BEGIN DATA UNDER STUDY

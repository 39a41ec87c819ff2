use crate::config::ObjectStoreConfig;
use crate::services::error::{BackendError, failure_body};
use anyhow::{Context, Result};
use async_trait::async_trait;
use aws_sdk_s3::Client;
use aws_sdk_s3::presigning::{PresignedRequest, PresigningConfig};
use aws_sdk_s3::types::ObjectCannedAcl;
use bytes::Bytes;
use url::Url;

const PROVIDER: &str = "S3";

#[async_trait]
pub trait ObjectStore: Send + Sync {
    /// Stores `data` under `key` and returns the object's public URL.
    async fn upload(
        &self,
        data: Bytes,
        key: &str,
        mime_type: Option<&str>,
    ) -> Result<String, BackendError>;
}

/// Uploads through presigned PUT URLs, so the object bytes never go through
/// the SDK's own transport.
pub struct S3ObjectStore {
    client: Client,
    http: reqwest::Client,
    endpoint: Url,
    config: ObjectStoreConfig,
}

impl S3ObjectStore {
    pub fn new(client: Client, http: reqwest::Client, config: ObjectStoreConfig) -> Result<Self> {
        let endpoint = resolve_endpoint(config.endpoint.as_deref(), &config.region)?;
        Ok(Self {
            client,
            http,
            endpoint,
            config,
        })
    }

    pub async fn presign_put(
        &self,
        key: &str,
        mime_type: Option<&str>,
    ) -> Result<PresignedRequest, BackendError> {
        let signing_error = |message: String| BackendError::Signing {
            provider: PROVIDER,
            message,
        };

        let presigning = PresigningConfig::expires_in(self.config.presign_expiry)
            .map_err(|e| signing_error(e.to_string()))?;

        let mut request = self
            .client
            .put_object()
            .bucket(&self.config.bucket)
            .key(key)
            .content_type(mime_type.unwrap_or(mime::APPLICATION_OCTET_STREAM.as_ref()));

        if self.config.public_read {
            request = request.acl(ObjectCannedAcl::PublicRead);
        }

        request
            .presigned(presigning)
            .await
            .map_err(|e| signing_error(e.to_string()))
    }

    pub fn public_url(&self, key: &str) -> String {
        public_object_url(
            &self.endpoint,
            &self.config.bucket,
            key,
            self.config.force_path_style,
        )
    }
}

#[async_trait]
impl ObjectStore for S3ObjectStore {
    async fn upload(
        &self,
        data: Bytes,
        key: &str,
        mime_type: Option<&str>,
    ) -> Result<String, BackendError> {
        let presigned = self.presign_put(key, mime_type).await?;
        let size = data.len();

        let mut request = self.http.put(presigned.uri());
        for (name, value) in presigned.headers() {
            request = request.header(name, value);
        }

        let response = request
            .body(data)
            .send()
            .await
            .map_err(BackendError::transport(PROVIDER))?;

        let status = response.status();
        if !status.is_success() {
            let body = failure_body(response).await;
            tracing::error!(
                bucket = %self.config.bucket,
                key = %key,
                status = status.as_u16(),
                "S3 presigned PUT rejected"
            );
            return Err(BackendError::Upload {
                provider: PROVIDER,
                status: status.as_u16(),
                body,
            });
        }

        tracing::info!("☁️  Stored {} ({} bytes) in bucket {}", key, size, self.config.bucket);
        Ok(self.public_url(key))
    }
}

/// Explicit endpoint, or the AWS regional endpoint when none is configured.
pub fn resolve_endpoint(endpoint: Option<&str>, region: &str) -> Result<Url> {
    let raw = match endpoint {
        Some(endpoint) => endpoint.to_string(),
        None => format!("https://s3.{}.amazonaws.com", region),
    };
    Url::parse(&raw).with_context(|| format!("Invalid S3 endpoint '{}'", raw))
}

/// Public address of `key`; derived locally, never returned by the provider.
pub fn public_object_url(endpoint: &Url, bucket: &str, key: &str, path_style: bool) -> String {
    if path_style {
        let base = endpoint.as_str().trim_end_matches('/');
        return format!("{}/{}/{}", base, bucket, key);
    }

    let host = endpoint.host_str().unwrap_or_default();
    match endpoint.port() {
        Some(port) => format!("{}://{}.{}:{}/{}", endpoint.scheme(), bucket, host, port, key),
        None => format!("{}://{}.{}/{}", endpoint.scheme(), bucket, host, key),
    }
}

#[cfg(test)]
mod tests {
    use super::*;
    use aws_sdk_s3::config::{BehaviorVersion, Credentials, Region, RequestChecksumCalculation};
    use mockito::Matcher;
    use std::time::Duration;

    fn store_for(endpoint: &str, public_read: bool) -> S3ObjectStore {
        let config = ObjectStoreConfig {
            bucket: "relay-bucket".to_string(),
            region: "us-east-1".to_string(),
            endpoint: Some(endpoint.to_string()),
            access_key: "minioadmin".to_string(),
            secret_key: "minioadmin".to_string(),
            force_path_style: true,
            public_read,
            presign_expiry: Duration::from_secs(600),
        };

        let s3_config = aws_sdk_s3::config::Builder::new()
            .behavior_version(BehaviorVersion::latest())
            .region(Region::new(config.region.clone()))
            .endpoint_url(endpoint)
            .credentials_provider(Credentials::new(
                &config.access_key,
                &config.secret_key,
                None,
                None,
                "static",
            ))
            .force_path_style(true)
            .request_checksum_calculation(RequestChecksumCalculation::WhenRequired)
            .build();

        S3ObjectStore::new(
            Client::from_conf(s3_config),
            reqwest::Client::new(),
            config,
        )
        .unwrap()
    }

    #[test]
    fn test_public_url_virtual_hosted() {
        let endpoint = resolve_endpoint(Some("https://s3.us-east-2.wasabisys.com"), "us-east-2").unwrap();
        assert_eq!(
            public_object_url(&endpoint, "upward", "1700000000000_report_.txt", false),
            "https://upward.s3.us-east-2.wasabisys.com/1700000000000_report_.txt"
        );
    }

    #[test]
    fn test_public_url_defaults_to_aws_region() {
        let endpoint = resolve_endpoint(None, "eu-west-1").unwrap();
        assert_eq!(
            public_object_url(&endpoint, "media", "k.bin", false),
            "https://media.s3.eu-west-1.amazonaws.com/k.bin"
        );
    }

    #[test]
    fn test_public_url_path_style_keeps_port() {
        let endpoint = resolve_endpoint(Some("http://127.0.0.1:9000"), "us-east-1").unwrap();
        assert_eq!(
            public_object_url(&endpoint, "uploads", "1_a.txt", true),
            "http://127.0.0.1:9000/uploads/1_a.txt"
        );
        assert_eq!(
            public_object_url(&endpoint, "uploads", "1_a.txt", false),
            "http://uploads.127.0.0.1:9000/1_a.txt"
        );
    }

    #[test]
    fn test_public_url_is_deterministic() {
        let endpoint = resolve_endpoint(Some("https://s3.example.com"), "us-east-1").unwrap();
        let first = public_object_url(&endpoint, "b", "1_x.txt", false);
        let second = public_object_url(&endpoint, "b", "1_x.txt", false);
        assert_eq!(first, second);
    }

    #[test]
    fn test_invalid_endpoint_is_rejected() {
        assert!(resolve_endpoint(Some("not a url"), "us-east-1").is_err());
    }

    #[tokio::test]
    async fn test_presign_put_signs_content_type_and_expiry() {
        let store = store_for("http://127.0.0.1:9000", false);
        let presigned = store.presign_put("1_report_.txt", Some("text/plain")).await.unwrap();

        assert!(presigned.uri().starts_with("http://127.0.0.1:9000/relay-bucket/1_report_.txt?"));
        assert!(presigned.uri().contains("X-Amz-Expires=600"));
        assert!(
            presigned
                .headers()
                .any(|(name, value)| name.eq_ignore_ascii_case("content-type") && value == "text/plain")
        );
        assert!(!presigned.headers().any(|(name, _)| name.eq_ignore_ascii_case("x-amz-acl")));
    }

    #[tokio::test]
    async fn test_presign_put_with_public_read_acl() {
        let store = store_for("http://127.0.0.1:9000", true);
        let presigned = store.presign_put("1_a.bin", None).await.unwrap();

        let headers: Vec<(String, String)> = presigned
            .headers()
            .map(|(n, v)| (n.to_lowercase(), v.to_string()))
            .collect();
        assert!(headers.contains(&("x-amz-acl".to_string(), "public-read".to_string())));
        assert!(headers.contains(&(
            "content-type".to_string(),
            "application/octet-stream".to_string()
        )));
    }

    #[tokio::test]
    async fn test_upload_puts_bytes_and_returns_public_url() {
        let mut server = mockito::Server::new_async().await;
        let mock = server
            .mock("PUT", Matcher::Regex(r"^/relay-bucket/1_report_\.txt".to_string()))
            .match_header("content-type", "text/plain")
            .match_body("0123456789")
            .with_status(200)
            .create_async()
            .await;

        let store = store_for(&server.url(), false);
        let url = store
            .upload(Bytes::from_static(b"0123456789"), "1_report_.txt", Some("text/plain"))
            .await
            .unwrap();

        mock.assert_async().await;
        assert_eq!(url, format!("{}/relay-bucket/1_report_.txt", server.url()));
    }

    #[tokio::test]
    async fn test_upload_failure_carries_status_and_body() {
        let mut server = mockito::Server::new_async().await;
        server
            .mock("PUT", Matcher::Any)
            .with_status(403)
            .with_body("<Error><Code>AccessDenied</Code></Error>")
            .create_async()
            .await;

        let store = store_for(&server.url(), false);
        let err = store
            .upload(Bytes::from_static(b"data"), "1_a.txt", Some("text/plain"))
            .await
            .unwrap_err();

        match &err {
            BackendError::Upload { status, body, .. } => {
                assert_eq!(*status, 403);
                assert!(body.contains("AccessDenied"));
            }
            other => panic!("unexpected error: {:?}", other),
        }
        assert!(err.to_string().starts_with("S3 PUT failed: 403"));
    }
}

END DATA UNDER STUDY

**WHAT TO DO**: Find the word "BackendError" in the entries, and copy every line it shows up in.

**RESULT FOR THIS EXERCISE**:
use crate::services::error::{BackendError, failure_body};
    ) -> Result<String, BackendError>;
    ) -> Result<PresignedRequest, BackendError> {
        let signing_error = |message: String| BackendError::Signing {
    ) -> Result<String, BackendError> {
            .map_err(BackendError::transport(PROVIDER))?;
            return Err(BackendError::Upload {
            BackendError::Upload { status, body, .. } => {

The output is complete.